Referendums work like that, particularly in the context of Europe. European integration is not only complex but also unfamiliar. As a result, it gives ample cause for popular concern. Referendums not only focus popular attention on what is scary about European integration but they also transform those fears into reality. The lack of well-defined or meaningful alternatives suddenly becomes clear. The Norwegians did not want to join the European Community and so now they have all of the obligations and few of the privileges of membership; the same is true for Denmark and the euro. The French and the Dutch sought to avoid a soulless, technocratic Europe and so the sacrificed both symbolism and vision of a European Constitution without altering the institutional environment. Now, the British have voted to exercise their independence although this means reducing both effective autonomy and influence.
With benefit of hindsight, the outcome of the British referendum should not have been surprising. It is also not counter-intuitive. Fear is a dangerous thing to introduce into referendum politics and complex processes like European integration do not lend themselves easily to yes-or-no types of popular affirmation. If there is culpability for the outcome, the whole of the British political class is to blame. But they can take solace from being in good company. Many other European leaders have made similar mistakes.Follow @Erik_Jones_SAIS
This piece was drafted in early July and published in the 1 September issue of the EastWest Magazine. I am grateful to the editors for giving me permission to reproduce the manuscript version. For the edited version and to subscribe to the magazine, please go here.
Much of the argument in this essay is based on a book I wrote about The Politics of Economic and Monetary Union in 2002. In the penultimate chapter of that book, I did some statistical analysis of popular attitudes toward Europe. What I discovered was that people across the European Union (at the time) shared many of the same views about what the EU is doing and should be doing in policy terms. So long as the polling focused on a positive image of Europe, you could see little variation from one country to the next. Once you start asking about what people fear about European integration, you start to get dramatic differences. That is a problem that can only be addressed at the national level because any attempt by European institutions to address the concerns of a given member state only stokes the fears in all the rest.

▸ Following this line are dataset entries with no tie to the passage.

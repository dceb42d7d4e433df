//! Call duration ticker

use std::time::Duration;

use tokio::time::MissedTickBehavior;

use crate::events::CallEvent;

use super::Call;

/// Interval between `timeupdate` notifications
pub const TICK_INTERVAL: Duration = Duration::from_millis(100);

/// Format an elapsed duration rounded up to whole seconds, e.g. `1h 2m 5s`.
///
/// Zero units are omitted; a zero duration renders as `0ms`.
pub fn format_duration(elapsed: Duration) -> String {
    let seconds = elapsed.as_millis().div_ceil(1000) as u64;
    if seconds == 0 {
        return "0ms".to_string();
    }

    let units = [
        (seconds / 86_400, "d"),
        (seconds / 3_600 % 24, "h"),
        (seconds / 60 % 60, "m"),
        (seconds % 60, "s"),
    ];

    units
        .iter()
        .filter(|(value, _)| *value > 0)
        .map(|(value, unit)| format!("{}{}", value, unit))
        .collect::<Vec<_>>()
        .join(" ")
}

impl Call {
    /// Spawn the duration ticker; owned by the call and aborted on teardown
    pub(super) fn start_ticker(&self) {
        let Ok(runtime) = tokio::runtime::Handle::try_current() else {
            tracing::warn!(call_id = %self.id, "No async runtime, duration updates disabled");
            return;
        };

        let call = self.this.clone();
        let handle = runtime.spawn(async move {
            let mut interval = tokio::time::interval(TICK_INTERVAL);
            interval.set_missed_tick_behavior(MissedTickBehavior::Delay);
            // the first tick completes immediately
            interval.tick().await;

            loop {
                interval.tick().await;
                let Some(call) = call.upgrade() else {
                    break;
                };
                if !call.tick() {
                    break;
                }
            }
        });

        let previous = self.state.lock().ticker.replace(handle);
        if let Some(previous) = previous {
            previous.abort();
        }
    }

    /// Publish one `timeupdate`; returns whether the ticker should keep running
    fn tick(&self) -> bool {
        let (alive, answer_time, answered_at) = {
            let inner = self.state.lock();
            (
                inner.session.is_some() && !inner.terminated,
                inner.answer_time,
                inner.answered_at,
            )
        };
        if !alive {
            return false;
        }

        if let (Some(answer_time), Some(answered_at)) = (answer_time, answered_at) {
            let elapsed = answered_at.elapsed();
            let formatted = format_duration(elapsed);
            tracing::trace!(call_id = %self.id, %formatted, "Duration tick");
            self.emit(CallEvent::TimeUpdate {
                answer_time,
                elapsed,
                formatted,
            });
        }
        true
    }
}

I used the conclusion of the book to focus on what this meant for the politics of integration. The analogy between referendums and the Forbidden Planet comes in the last paragraph. I am reproducing that here for amusement:
The Irish referendum—like two of the three Danish referendums that preceded it—demonstrate the dangers of trying to make something out of nothing. Like the thought machine on the Forbidden Planet these referenda made the nightmares of European political elites a reality. The only thing that could make matters worse at this point, would be to reflect that same fearsome generative power through the electorate of a larger member state. The good news is that Europe’s heads of state and government seem to have learned this lesson from the 1992 referendum in France.
That turned out to be wishful thinking. The French held their referendum on the European Constitutional Treaty three years after this book was published and the British held their referendum on EU membership just over a decade after that. How European elites manage the consequences will define the politics of integration for the next generation and more.